TASK MATERIAL:
+-------+

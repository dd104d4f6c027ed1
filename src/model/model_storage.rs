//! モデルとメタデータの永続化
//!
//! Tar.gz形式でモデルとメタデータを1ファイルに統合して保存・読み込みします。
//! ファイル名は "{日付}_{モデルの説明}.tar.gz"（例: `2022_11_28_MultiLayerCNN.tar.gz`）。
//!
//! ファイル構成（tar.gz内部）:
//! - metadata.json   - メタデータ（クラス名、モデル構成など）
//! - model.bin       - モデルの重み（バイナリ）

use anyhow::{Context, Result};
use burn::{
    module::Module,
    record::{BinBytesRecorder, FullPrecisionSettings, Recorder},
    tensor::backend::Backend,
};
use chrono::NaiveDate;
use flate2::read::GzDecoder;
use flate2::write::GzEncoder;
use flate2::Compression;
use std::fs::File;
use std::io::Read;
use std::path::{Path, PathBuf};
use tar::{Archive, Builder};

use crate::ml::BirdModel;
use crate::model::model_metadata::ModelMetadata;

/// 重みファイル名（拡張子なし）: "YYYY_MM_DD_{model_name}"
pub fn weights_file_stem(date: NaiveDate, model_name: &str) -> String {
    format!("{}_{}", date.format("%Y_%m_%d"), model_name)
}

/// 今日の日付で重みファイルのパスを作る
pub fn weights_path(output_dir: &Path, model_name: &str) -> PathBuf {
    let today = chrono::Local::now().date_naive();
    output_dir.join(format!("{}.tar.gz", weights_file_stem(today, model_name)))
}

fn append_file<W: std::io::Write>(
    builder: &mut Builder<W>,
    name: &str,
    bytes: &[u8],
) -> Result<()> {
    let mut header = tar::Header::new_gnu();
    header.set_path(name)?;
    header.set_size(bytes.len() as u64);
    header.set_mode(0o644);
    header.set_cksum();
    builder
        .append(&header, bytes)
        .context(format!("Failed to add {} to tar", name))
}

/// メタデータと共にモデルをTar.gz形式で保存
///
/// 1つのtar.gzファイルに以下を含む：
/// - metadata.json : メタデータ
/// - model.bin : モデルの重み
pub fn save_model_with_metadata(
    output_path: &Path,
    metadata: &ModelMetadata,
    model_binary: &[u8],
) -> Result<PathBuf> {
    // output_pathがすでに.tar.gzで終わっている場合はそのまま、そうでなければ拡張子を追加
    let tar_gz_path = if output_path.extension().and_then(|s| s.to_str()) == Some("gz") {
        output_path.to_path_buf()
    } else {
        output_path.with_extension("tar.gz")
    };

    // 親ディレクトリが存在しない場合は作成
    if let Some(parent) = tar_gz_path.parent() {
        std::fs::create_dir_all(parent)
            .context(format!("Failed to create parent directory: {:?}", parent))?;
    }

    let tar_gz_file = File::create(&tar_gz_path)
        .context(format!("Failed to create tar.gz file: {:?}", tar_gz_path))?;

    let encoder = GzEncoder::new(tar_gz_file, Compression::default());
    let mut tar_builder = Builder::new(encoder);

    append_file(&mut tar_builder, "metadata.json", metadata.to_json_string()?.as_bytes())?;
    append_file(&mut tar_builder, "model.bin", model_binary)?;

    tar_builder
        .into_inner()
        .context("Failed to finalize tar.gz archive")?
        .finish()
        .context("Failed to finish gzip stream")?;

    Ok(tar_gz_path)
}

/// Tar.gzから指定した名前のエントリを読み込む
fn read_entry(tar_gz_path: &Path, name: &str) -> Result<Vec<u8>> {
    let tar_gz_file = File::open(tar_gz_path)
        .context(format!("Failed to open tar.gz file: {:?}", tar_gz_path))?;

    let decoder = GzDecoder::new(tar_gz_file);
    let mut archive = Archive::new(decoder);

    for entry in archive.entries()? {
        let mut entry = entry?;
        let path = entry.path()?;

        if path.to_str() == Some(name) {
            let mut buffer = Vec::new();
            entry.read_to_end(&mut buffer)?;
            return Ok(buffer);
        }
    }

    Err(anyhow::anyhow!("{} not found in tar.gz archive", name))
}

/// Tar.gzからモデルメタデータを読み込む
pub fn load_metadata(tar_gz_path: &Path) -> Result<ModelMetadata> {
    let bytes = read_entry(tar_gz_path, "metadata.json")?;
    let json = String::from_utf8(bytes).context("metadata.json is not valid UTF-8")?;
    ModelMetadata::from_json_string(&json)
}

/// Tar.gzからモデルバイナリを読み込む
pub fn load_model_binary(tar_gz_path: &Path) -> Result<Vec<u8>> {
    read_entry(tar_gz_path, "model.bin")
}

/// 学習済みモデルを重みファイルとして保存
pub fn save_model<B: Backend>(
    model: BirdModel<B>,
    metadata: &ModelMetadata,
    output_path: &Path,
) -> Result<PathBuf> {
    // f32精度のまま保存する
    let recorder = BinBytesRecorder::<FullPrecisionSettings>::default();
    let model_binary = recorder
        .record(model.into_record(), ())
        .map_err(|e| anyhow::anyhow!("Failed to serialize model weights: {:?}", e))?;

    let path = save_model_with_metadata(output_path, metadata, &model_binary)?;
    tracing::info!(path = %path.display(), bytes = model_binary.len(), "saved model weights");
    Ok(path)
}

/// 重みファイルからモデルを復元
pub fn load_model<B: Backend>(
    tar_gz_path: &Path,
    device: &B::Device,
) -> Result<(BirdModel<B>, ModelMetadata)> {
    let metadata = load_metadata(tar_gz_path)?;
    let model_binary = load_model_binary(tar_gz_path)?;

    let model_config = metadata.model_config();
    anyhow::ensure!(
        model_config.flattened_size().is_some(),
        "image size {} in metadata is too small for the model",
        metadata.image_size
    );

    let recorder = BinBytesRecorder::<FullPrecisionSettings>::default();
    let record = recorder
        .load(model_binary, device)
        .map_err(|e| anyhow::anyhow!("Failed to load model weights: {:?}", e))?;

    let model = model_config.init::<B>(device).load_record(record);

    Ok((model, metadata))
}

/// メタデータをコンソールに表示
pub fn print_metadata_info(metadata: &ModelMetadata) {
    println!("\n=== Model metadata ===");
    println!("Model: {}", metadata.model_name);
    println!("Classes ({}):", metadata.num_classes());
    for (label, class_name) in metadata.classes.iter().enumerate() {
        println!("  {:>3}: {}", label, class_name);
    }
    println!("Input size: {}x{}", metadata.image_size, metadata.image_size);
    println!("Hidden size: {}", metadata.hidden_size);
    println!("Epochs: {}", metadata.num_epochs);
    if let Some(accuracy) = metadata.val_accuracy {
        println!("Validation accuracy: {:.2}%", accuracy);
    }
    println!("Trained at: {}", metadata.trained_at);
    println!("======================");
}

+-------+

DIRECTIONS: Across the entries above, state how many lines include the string "accuracy", with no other text.

ANSWER BOX: 2